The pandemic highlights the need
for a flexible and reliable integrated care system to enable
healthcare delivery to all people no matter where they live,
uzilizing approaches such as telemedicine and effective triaging to
overcome care disruptions.
Lee’s care manager created short
videos to assist her family through each step of her care and
called daily to check in on the implementation of the plan and
answer questions. Lee received tele-consultations, and was invited
to the weekly webcast series that supported COPD patient
communities. When her uncle passed away because of pneumonia
complications from COVID-19 in early April, Lee’s care manager
arranged a palliative care provider to support the family through
the difficult time of bereavement and provided food and supplies
during quarantine. Lee could even continue with her physical
activity program with an online training coach. There were a total
of 38 exercise videos for strengthening and stretching arms, legs
and trunk, which she could complete at different levels of
difficulty and with different numbers of repetitions.
Lee’s case demonstrates that early
detection, prevention, and management of NCDs play a crucial role
in a global pandemic response. It shows how we need to shift away
from health systems designed around single diseases towards health
systems designed for the multidimensional needs of individuals.
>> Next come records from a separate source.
//! Adaptive Gauss–Kronrod quadrature.
//!
//! Globally adaptive bisection driven by the 21-point Kronrod rule with its
//! embedded 10-point Gauss rule, in the manner of QUADPACK's `QAG`. The
//! subinterval with the largest error estimate is bisected until the summed
//! error estimate meets `max(abs_tol, rel_tol * |value|)` or the subdivision
//! limit is reached.

use serde::{Deserialize, Serialize};
use serde_with::{serde_as, DefaultOnNull};

use crate::NumericalError;

const XGK: [f64; 11] = [
    0.995_657_163_025_808_080_735_527_280_689_003,
    0.973_906_528_517_171_720_077_964_012_084_452,
    0.930_157_491_355_708_226_001_207_180_059_508,
    0.865_063_366_688_984_510_732_096_688_423_493,
    0.780_817_726_586_416_897_063_717_578_345_042,
    0.679_409_568_299_024_406_234_327_365_114_874,
    0.562_757_134_668_604_683_339_000_099_272_694,
    0.433_395_394_129_247_190_799_265_943_165_784,
    0.294_392_862_701_460_198_131_126_603_103_866,
    0.148_874_338_981_631_210_884_826_001_129_720,
    0.0,
];

const WGK: [f64; 11] = [
    0.011_694_638_867_371_874_278_064_396_062_192,
    0.032_558_162_307_964_727_478_818_972_459_390,
    0.054_755_896_574_351_996_031_381_300_244_580,
    0.075_039_674_810_919_952_767_043_140_916_190,
    0.093_125_454_583_697_605_535_065_465_083_366,
    0.109_387_158_802_297_641_899_210_590_325_805,
    0.123_491_976_262_065_851_077_208_287_686_972,
    0.134_709_217_311_473_325_928_054_001_771_707,
    0.142_775_938_577_060_080_797_094_273_138_717,
    0.147_739_104_901_338_491_374_841_515_972_068,
    0.149_445_554_002_916_905_664_936_468_389_821,
];

// Gauss weights for the odd-indexed Kronrod nodes.
const WG: [f64; 5] = [
    0.066_671_344_308_688_137_593_568_809_893_332,
    0.149_451_349_150_580_593_145_776_339_657_697,
    0.219_086_362_515_982_043_995_534_934_228_163,
    0.269_266_719_309_996_355_091_226_921_569_469,
    0.295_524_224_714_752_870_173_892_994_651_338,
];

/// Tolerances and subdivision budget. Defaults match QUADPACK's usual
/// `epsabs = epsrel = 1.49e-8`, `limit = 50`.
#[serde_as]
#[derive(Debug, Clone, Copy, PartialEq, Serialize, Deserialize)]
#[serde(default)]
pub struct QuadratureOptions {
    #[serde_as(as = "DefaultOnNull")]
    pub abs_tol: f64,
    #[serde_as(as = "DefaultOnNull")]
    pub rel_tol: f64,
    #[serde_as(as = "DefaultOnNull")]
    pub max_subdivisions: usize,
}

impl Default for QuadratureOptions {
    fn default() -> Self {
        Self {
            abs_tol: 1.49e-8,
            rel_tol: 1.49e-8,
            max_subdivisions: 50,
        }
    }
}

/// Whether an integral that exhausted its subdivision budget is still used.
#[derive(Debug, Clone, Copy, PartialEq, Eq, Default, Serialize, Deserialize)]
#[serde(rename_all = "snake_case")]
pub enum ConvergencePolicy {
    /// Keep the best estimate and carry on.
    #[default]
    Accept,
    /// Report the integral as [`NumericalError::NotConverged`].
    Strict,
}

impl ConvergencePolicy {
    pub fn check(self, quadrature: Quadrature) -> Result<Quadrature, NumericalError> {
        match self {
            Self::Strict if !quadrature.converged => Err(NumericalError::NotConverged {
                value: quadrature.value,
                abs_error: quadrature.abs_error,
            }),
            _ => Ok(quadrature),
        }
    }
}

/// Integral value together with the diagnostics of the adaptive scheme.
#[derive(Debug, Clone, Copy, PartialEq, Serialize, Deserialize)]
pub struct Quadrature {
    pub value: f64,
    /// Estimated absolute error of `value`
    pub abs_error: f64,
    /// Number of integrand evaluations
    pub evaluations: usize,
    /// Number of subintervals in the final partition
    pub subdivisions: usize,
    /// False when the tolerance was not met within the subdivision budget
    pub converged: bool,
}

impl Quadrature {
    fn zero() -> Self {
        Self {
            value: 0.0,
            abs_error: 0.0,
            evaluations: 0,
            subdivisions: 0,
            converged: true,
        }
    }
}

#[derive(Debug, Clone, Copy)]
struct Segment {
    a: f64,
    b: f64,
    value: f64,
    error: f64,
}

/// Integrates an infallible function over `[a, b]`.
pub fn integrate<F>(
    mut f: F,
    a: f64,
    b: f64,
    options: &QuadratureOptions,
) -> Result<Quadrature, NumericalError>
where
    F: FnMut(f64) -> f64,
{
    try_integrate(|x| Ok(f(x)), a, b, options)
}

/// Integrates `f` over `[a, b]`. `b < a` yields the negated integral over
/// `[b, a]` and `a == b` yields exactly zero without evaluating `f`.
///
/// Any error returned by `f`, and any non-finite sample, aborts the
/// integration.
pub fn try_integrate<F>(
    mut f: F,
    a: f64,
    b: f64,
    options: &QuadratureOptions,
) -> Result<Quadrature, NumericalError>
where
    F: FnMut(f64) -> Result<f64, NumericalError>,
{
    if a == b {
        return Ok(Quadrature::zero());
    }

    let mut evaluations = 0_usize;
    let mut sample = |x: f64| -> Result<f64, NumericalError> {
        evaluations += 1;
        let value = f(x)?;
        if value.is_finite() {
            Ok(value)
        } else {
            Err(NumericalError::NonFiniteIntegrand { x, value })
        }
    };

    let (value, error) = kronrod21(&mut sample, a, b)?;
    let mut segments = vec![Segment { a, b, value, error }];
    let limit = options.max_subdivisions.max(1);

    let converged = loop {
        let total: f64 = segments.iter().map(|s| s.value).sum();
        let error: f64 = segments.iter().map(|s| s.error).sum();
        if error <= options.abs_tol.max(options.rel_tol * total.abs()) {
            break true;
        }
        if segments.len() >= limit {
            break false;
        }

        let worst = segments
            .iter()
            .enumerate()
            .max_by(|(_, x), (_, y)| x.error.total_cmp(&y.error))
            .map(|(idx, _)| idx)
            .unwrap_or(0);
        let segment = segments.swap_remove(worst);
        let mid = 0.5 * (segment.a + segment.b);

        // Interval can no longer be split in floating point.
        if mid == segment.a || mid == segment.b {
            segments.push(segment);
            break false;
        }

        let (left_value, left_error) = kronrod21(&mut sample, segment.a, mid)?;
        let (right_value, right_error) = kronrod21(&mut sample, mid, segment.b)?;
        segments.push(Segment {
            a: segment.a,
            b: mid,
            value: left_value,
            error: left_error,
        });
        segments.push(Segment {
            a: mid,
            b: segment.b,
            value: right_value,
            error: right_error,
        });
    };

    let value: f64 = segments.iter().map(|s| s.value).sum();
    let abs_error: f64 = segments.iter().map(|s| s.error).sum();
    drop(sample);

    Ok(Quadrature {
        value,
        abs_error,
        evaluations,
        subdivisions: segments.len(),
        converged,
    })
}

/// One application of the 21-point Kronrod rule: (integral, error estimate).
fn kronrod21<F>(f: &mut F, a: f64, b: f64) -> Result<(f64, f64), NumericalError>
where
    F: FnMut(f64) -> Result<f64, NumericalError>,
{
    let center = 0.5 * (a + b);
    let half = 0.5 * (b - a);
    let f_center = f(center)?;

    let mut gauss = 0.0;
    let mut kronrod = f_center * WGK[10];
    let mut abs_sum = kronrod.abs();
    let mut left = [0.0; 10];
    let mut right = [0.0; 10];

    for j in 0..10 {
        let dx = half * XGK[j];
        let f1 = f(center - dx)?;
        let f2 = f(center + dx)?;
        left[j] = f1;
        right[j] = f2;
        kronrod += WGK[j] * (f1 + f2);
        abs_sum += WGK[j] * (f1.abs() + f2.abs());
        if j % 2 == 1 {
            gauss += WG[j / 2] * (f1 + f2);
        }
    }

    let mean = 0.5 * kronrod;
    let mut asc = WGK[10] * (f_center - mean).abs();
    for j in 0..10 {
        asc += WGK[j] * ((left[j] - mean).abs() + (right[j] - mean).abs());
    }

    let result = kronrod * half;
    let abs_sum = abs_sum * half.abs();
    let asc = asc * half.abs();
    let mut error = ((kronrod - gauss) * half).abs();

    if asc != 0.0 && error != 0.0 {
        error = asc * (200.0 * error / asc).powf(1.5).min(1.0);
    }
    if abs_sum > f64::MIN_POSITIVE / (50.0 * f64::EPSILON) {
        error = error.max(50.0 * f64::EPSILON * abs_sum);
    }

    Ok((result, error))
}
As
part of the pandemic responses, addressing and managing risks
related to NCDs and prevention of their complications are critical
to improve outcomes for vulnerable people like Lee.
How to design and deliver
successful integrated care
The challenge for the successful
transformation of healthcare is to tailor care system-wide to
population needs. A 2016 WHO Framework on integrated
people-centered health services developed a set of five general
strategies for countries to progress towards people-centered and
sustainable health systems, calling for a fundamental
transformation not only in the way health services are delivered,
but also in the way they are financed
and managed. These strategies call for countries
to:
- Engage and empower people / communities: an integrated care
system must mobilize everyone to work together using all available
resources, especially when continuity of essential health and
community services for NCDs are at risk of being undermined.
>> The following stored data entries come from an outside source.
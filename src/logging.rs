use tracing_subscriber::{fmt, layer::SubscriberExt, util::SubscriberInitExt, EnvFilter};

use crate::SweepError;

/// Initialize logging to stderr.
///
/// `RUST_LOG` takes precedence over `level`, which applies to this crate only.
pub fn init_logging(level: &str) -> Result<(), SweepError> {
    let default_filter = format!("stationary_sweep={level}");
    let env_filter =
        EnvFilter::try_from_default_env().unwrap_or_else(|_| EnvFilter::new(&default_filter));

    tracing_subscriber::registry()
        .with(env_filter)
        .with(
            fmt::layer()
                .with_writer(std::io::stderr)
                .with_target(false)
                .with_thread_ids(true),
        )
        .try_init()
        .map_err(|err| SweepError::Logging(err.to_string()))?;

    tracing::debug!("logging initialized (level={level})");
    Ok(())
}
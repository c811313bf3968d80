use std::path::{Path, PathBuf};

use anyhow::Context;
use clap::Parser;
use stationary_sweep::logging::init_logging;
use stationary_sweep::output::{read_grid_csv, DEFAULT_OUTPUT_ROOT, HEATMAP_PNG};
use stationary_sweep::plot::plot_heatmap;
use stationary_sweep::{create_timestamped_output_dir, run_configured_sweep, SweepConfig};

#[derive(Debug, Parser)]
#[command(author, version, about = "Stationary probability sweep over (K, eps)")]
struct Cli {
    /// JSON configuration; defaults to ./config.json when present
    #[arg(long)]
    config: Option<PathBuf>,

    /// Use the 41 x 41 development grid instead of the full sweep
    #[arg(long, default_value_t = false, conflicts_with = "config")]
    coarse: bool,

    /// Output root; each run gets a timestamped subdirectory
    #[arg(long, default_value = DEFAULT_OUTPUT_ROOT)]
    output: PathBuf,

    /// Re-plot a saved grid CSV instead of running the sweep
    #[arg(long)]
    from_csv: Option<PathBuf>,

    /// Skip the heatmap
    #[arg(long, default_value_t = false)]
    no_plot: bool,

    /// Evaluate cells one after another
    #[arg(long, default_value_t = false)]
    sequential: bool,

    /// Log level for this crate (overridden by RUST_LOG)
    #[arg(long, default_value = "info")]
    log_level: String,
}

fn main() -> anyhow::Result<()> {
    let cli = Cli::parse();
    init_logging(&cli.log_level)?;

    let mut config = load_config(&cli)?;
    if cli.no_plot {
        config.enable_plot = false;
    }
    if cli.sequential {
        config.parallel = false;
    }

    if let Some(csv_path) = &cli.from_csv {
        let grid = read_grid_csv(csv_path)
            .with_context(|| format!("failed to read grid {}", csv_path.display()))?;
        let output_dir = create_timestamped_output_dir(&cli.output).with_context(|| {
            format!("failed to create run directory under {}", cli.output.display())
        })?;
        let plot_path = output_dir.join(HEATMAP_PNG);
        plot_heatmap(&grid, &config.plot, &plot_path)
            .with_context(|| format!("failed to render {}", plot_path.display()))?;
        println!("Re-plotted {} cells", grid.values().len());
        println!("Heatmap: {}", plot_path.display());
        return Ok(());
    }

    let summary = run_configured_sweep(&config, &cli.output).context("sweep failed")?;

    println!(
        "Sweep complete. Grid: {} x {} | Failed cells: {} | {:.1} s",
        summary.shape.0, summary.shape.1, summary.failed_cells, summary.elapsed_s
    );
    if let (Some(lo), Some(hi)) = (summary.min_probability, summary.max_probability) {
        println!("Probability range: {lo:.6} .. {hi:.6}");
    }
    println!("Run directory: {}", summary.outputs.output_dir.display());
    println!("Grid CSV: {}", summary.outputs.grid_csv_path.display());
    println!("Failures: {}", summary.outputs.failures_csv_path.display());
    println!("Summary: {}", summary.outputs.summary_path.display());
    if let Some(plot_path) = &summary.outputs.plot_path {
        println!("Heatmap: {}", plot_path.display());
    }

    Ok(())
}

fn load_config(cli: &Cli) -> anyhow::Result<SweepConfig> {
    if let Some(path) = &cli.config {
        return load_config_file(path);
    }
    if cli.coarse {
        return Ok(SweepConfig::coarse());
    }

    let cwd_config = PathBuf::from("config.json");
    if cwd_config.exists() {
        return load_config_file(&cwd_config);
    }

    Ok(SweepConfig::default())
}

fn load_config_file(path: &Path) -> anyhow::Result<SweepConfig> {
    SweepConfig::from_json_file(path)
        .with_context(|| format!("failed to load config {}", path.display()))
}
//! SchedulerBuilder - wiring and start-up validation.
//!
//! Fails fast: a missing collaborator or an invalid config is reported by
//! `build()`, never later by a runner.

use std::sync::Arc;

use super::resolver::RepoKeyResolver;
use super::runner::RunnerContext;
use super::scheduler::Scheduler;
use super::status::RunStats;
use crate::config::{ConfigError, SchedulerConfig};
use crate::ports::{Clock, HashResolver, RemoteChecker, RepositoryStore, SystemClock};
use crate::queue::TaskQueue;

/// # Example
/// ```ignore
/// let scheduler = SchedulerBuilder::new()
///     .store(store)
///     .resolver(Arc::new(GitLsRemoteResolver::new()))
///     .checker(Arc::new(SshRemoteChecker::new(config.ssh.clone())))
///     .config(config.scheduler)
///     .build()?;
/// scheduler.run();
/// ```
#[derive(Default)]
pub struct SchedulerBuilder {
    store: Option<Arc<dyn RepositoryStore>>,
    resolver: Option<Arc<dyn HashResolver>>,
    checker: Option<Arc<dyn RemoteChecker>>,
    clock: Option<Arc<dyn Clock>>,
    config: SchedulerConfig,
}

#[derive(Debug, thiserror::Error)]
pub enum BuildError {
    #[error("missing collaborator: {0}")]
    MissingCollaborator(&'static str),

    #[error(transparent)]
    Config(#[from] ConfigError),
}

impl SchedulerBuilder {
    pub fn new() -> Self {
        Self::default()
    }

    pub fn store(mut self, store: Arc<dyn RepositoryStore>) -> Self {
        self.store = Some(store);
        self
    }

    pub fn resolver(mut self, resolver: Arc<dyn HashResolver>) -> Self {
        self.resolver = Some(resolver);
        self
    }

    pub fn checker(mut self, checker: Arc<dyn RemoteChecker>) -> Self {
        self.checker = Some(checker);
        self
    }

    /// Defaults to [`SystemClock`].
    pub fn clock(mut self, clock: Arc<dyn Clock>) -> Self {
        self.clock = Some(clock);
        self
    }

    pub fn config(mut self, config: SchedulerConfig) -> Self {
        self.config = config;
        self
    }

    pub fn build(self) -> Result<Scheduler, BuildError> {
        self.config.validate()?;
        let store = self.store.ok_or(BuildError::MissingCollaborator("store"))?;
        let resolver = self
            .resolver
            .ok_or(BuildError::MissingCollaborator("resolver"))?;
        let checker = self
            .checker
            .ok_or(BuildError::MissingCollaborator("checker"))?;
        let clock = self.clock.unwrap_or_else(|| Arc::new(SystemClock));

        let ctx = RunnerContext {
            queue: Arc::new(TaskQueue::new()),
            store,
            checker,
            clock,
            stats: RunStats::default(),
            poll_timeout: self.config.poll_timeout(),
            check_timeout: self.config.check_timeout(),
        };
        let resolver = RepoKeyResolver::new(resolver, self.config.resolve_timeout());
        Ok(Scheduler::from_parts(ctx, resolver, self.config))
    }
}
- Strengthen governance and accountability, so that integration
emphasizes rather than weakens leadership in every part of the
system, and ensure that NCDs are included in national COVID-19
plans and future essential health services.
- Reorient the model of care to put the needs and perspectives of
each person / family at the center of care planning and outcome
measurement, rather than institutions.
- Coordinate services within and across sectors, for example,
integrate inter-disciplinary medical care with social care,
addressing wider socio-economic, environmental and behavioral
determinants of health.
- Create an enabling environment, with clear objectives,
supportive financing, regulations and insurance coverage for
integrated care, including the development and use of systemic
digital health care solutions.
Whether due to an unexpected
pandemic or a gradual increase in the burden of NCDs, each person
could face many health threats across the life-course.
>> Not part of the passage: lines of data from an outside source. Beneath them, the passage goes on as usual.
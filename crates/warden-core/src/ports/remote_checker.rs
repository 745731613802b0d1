//! RemoteChecker port - runs the compliance linter somewhere else.

use async_trait::async_trait;

use crate::domain::{CheckError, LintReport, Protocol, RepoUrl};

/// One blocking compliance check of `<protocol>://<url>`.
///
/// The runner bounds every call with the check timeout and drops the future
/// when it fires, so implementations that spawn processes should kill them on
/// drop.
#[async_trait]
pub trait RemoteChecker: Send + Sync {
    async fn check(&self, protocol: Protocol, url: &RepoUrl) -> Result<LintReport, CheckError>;
}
Only systems that dynamically
assess each person’s complex health needs and address them through
a timely, well-coordinated and tailored mix of health and social
care services will be able to deliver desired health outcomes over
the longer term, ensuring an uninterrupted good quality of life for
Lee and many others like her.
Conclusion:
In all nations, investing in
healthcare organizations to enable them to become true “learning
health care systems,” aiming at continual quality improvement,
would yield major population health and health system
gains.
The COVID-19 pandemic underscores
the importance for health systems to be learning systems. Once the
dust settles, we need to focus, collectively, on learning from this
experience and adapting our health systems to be more resilient for
the next one. This implies a need for commitment to and investment
in global health cooperation, improvement in health care
leadership, and change management.
Also, we need equally strong
political, managerial, and financial commitment to continually
improving & high-quality health services.